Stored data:

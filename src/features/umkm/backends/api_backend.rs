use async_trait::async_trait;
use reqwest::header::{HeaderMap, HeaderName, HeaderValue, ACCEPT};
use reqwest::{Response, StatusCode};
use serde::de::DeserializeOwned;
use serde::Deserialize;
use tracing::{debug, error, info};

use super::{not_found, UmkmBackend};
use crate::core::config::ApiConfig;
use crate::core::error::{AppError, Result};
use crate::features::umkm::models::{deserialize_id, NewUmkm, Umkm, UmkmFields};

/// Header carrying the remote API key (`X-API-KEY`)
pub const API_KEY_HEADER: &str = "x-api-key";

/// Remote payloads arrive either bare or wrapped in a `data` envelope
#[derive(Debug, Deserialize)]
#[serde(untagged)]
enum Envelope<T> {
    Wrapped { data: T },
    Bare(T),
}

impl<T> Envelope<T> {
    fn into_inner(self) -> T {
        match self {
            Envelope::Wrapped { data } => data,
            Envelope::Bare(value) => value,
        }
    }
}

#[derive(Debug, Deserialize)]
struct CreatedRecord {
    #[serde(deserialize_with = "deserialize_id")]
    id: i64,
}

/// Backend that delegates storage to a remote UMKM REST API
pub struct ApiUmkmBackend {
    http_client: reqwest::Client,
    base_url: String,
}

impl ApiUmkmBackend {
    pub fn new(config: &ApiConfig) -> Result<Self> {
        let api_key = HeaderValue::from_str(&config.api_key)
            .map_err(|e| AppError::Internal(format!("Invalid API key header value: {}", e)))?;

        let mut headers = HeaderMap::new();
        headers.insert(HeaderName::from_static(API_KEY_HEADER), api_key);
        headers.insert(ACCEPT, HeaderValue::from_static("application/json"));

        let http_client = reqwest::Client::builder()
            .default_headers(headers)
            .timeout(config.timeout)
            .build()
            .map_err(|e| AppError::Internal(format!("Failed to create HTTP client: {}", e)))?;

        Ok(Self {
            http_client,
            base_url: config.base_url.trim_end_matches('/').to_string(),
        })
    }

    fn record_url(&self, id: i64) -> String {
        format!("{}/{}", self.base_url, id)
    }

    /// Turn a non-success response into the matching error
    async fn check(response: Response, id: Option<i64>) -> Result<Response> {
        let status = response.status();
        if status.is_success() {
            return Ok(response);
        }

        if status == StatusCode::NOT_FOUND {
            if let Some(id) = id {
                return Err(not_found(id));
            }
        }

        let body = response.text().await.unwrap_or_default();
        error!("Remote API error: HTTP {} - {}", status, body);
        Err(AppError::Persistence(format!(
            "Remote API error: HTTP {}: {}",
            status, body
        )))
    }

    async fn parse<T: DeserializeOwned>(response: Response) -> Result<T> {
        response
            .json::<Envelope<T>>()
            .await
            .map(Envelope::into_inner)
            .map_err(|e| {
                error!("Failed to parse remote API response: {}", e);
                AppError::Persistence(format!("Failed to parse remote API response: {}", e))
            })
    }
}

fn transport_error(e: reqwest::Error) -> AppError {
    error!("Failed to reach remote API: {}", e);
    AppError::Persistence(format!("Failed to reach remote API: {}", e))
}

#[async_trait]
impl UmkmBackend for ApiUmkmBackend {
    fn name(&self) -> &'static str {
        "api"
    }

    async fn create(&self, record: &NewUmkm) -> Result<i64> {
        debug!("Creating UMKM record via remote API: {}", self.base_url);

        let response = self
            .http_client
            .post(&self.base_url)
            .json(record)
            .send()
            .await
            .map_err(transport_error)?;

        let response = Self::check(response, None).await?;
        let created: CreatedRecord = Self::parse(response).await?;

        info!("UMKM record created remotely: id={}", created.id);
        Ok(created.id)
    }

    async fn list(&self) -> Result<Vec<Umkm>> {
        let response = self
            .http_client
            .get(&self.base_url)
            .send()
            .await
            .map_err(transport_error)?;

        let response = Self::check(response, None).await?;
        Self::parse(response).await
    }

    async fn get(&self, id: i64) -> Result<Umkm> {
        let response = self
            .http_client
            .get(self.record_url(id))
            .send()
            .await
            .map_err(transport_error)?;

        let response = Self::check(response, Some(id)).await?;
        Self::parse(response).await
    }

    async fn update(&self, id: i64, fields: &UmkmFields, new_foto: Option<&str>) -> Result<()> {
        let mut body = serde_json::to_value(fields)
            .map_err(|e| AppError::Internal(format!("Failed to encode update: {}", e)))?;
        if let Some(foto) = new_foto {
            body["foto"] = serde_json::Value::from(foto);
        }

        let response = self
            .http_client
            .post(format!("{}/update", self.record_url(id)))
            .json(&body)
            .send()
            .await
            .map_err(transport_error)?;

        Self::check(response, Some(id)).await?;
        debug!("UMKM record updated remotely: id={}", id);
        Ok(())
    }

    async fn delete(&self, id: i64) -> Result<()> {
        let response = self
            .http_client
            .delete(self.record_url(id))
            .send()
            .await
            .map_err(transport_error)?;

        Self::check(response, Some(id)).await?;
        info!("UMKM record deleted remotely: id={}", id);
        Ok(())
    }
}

## What you will do
Every entry above has to be returned exactly as written.

## Output of the exercise
filename src/features/umkm/backends/api_backend.rs
use async_trait::async_trait;
use reqwest::header::{HeaderMap, HeaderName, HeaderValue, ACCEPT};
use reqwest::{Response, StatusCode};
use serde::de::DeserializeOwned;
use serde::Deserialize;
use tracing::{debug, error, info};

use super::{not_found, UmkmBackend};
use crate::core::config::ApiConfig;
use crate::core::error::{AppError, Result};
use crate::features::umkm::models::{deserialize_id, NewUmkm, Umkm, UmkmFields};

/// Header carrying the remote API key (`X-API-KEY`)
pub const API_KEY_HEADER: &str = "x-api-key";

/// Remote payloads arrive either bare or wrapped in a `data` envelope
#[derive(Debug, Deserialize)]
#[serde(untagged)]
enum Envelope<T> {
    Wrapped { data: T },
    Bare(T),
}

impl<T> Envelope<T> {
    fn into_inner(self) -> T {
        match self {
            Envelope::Wrapped { data } => data,
            Envelope::Bare(value) => value,
        }
    }
}

#[derive(Debug, Deserialize)]
struct CreatedRecord {
    #[serde(deserialize_with = "deserialize_id")]
    id: i64,
}

/// Backend that delegates storage to a remote UMKM REST API
pub struct ApiUmkmBackend {
    http_client: reqwest::Client,
    base_url: String,
}

impl ApiUmkmBackend {
    pub fn new(config: &ApiConfig) -> Result<Self> {
        let api_key = HeaderValue::from_str(&config.api_key)
            .map_err(|e| AppError::Internal(format!("Invalid API key header value: {}", e)))?;

        let mut headers = HeaderMap::new();
        headers.insert(HeaderName::from_static(API_KEY_HEADER), api_key);
        headers.insert(ACCEPT, HeaderValue::from_static("application/json"));

        let http_client = reqwest::Client::builder()
            .default_headers(headers)
            .timeout(config.timeout)
            .build()
            .map_err(|e| AppError::Internal(format!("Failed to create HTTP client: {}", e)))?;

        Ok(Self {
            http_client,
            base_url: config.base_url.trim_end_matches('/').to_string(),
        })
    }

    fn record_url(&self, id: i64) -> String {
        format!("{}/{}", self.base_url, id)
    }

    /// Turn a non-success response into the matching error
    async fn check(response: Response, id: Option<i64>) -> Result<Response> {
        let status = response.status();
        if status.is_success() {
            return Ok(response);
        }

        if status == StatusCode::NOT_FOUND {
            if let Some(id) = id {
                return Err(not_found(id));
            }
        }

        let body = response.text().await.unwrap_or_default();
        error!("Remote API error: HTTP {} - {}", status, body);
        Err(AppError::Persistence(format!(
            "Remote API error: HTTP {}: {}",
            status, body
        )))
    }

    async fn parse<T: DeserializeOwned>(response: Response) -> Result<T> {
        response
            .json::<Envelope<T>>()
            .await
            .map(Envelope::into_inner)
            .map_err(|e| {
                error!("Failed to parse remote API response: {}", e);
                AppError::Persistence(format!("Failed to parse remote API response: {}", e))
            })
    }
}

fn transport_error(e: reqwest::Error) -> AppError {
    error!("Failed to reach remote API: {}", e);
    AppError::Persistence(format!("Failed to reach remote API: {}", e))
}

#[async_trait]
impl UmkmBackend for ApiUmkmBackend {
    fn name(&self) -> &'static str {
        "api"
    }

    async fn create(&self, record: &NewUmkm) -> Result<i64> {
        debug!("Creating UMKM record via remote API: {}", self.base_url);

        let response = self
            .http_client
            .post(&self.base_url)
            .json(record)
            .send()
            .await
            .map_err(transport_error)?;

        let response = Self::check(response, None).await?;
        let created: CreatedRecord = Self::parse(response).await?;

        info!("UMKM record created remotely: id={}", created.id);
        Ok(created.id)
    }

    async fn list(&self) -> Result<Vec<Umkm>> {
        let response = self
            .http_client
            .get(&self.base_url)
            .send()
            .await
            .map_err(transport_error)?;

        let response = Self::check(response, None).await?;
        Self::parse(response).await
    }

    async fn get(&self, id: i64) -> Result<Umkm> {
        let response = self
            .http_client
            .get(self.record_url(id))
            .send()
            .await
            .map_err(transport_error)?;

        let response = Self::check(response, Some(id)).await?;
        Self::parse(response).await
    }

    async fn update(&self, id: i64, fields: &UmkmFields, new_foto: Option<&str>) -> Result<()> {
        let mut body = serde_json::to_value(fields)
            .map_err(|e| AppError::Internal(format!("Failed to encode update: {}", e)))?;
        if let Some(foto) = new_foto {
            body["foto"] = serde_json::Value::from(foto);
        }

        let response = self
            .http_client
            .post(format!("{}/update", self.record_url(id)))
            .json(&body)
            .send()
            .await
            .map_err(transport_error)?;

        Self::check(response, Some(id)).await?;
        debug!("UMKM record updated remotely: id={}", id);
        Ok(())
    }

    async fn delete(&self, id: i64) -> Result<()> {
        let response = self
            .http_client
            .delete(self.record_url(id))
            .send()
            .await
            .map_err(transport_error)?;

        Self::check(response, Some(id)).await?;
        info!("UMKM record deleted remotely: id={}", id);
        Ok(())
    }
}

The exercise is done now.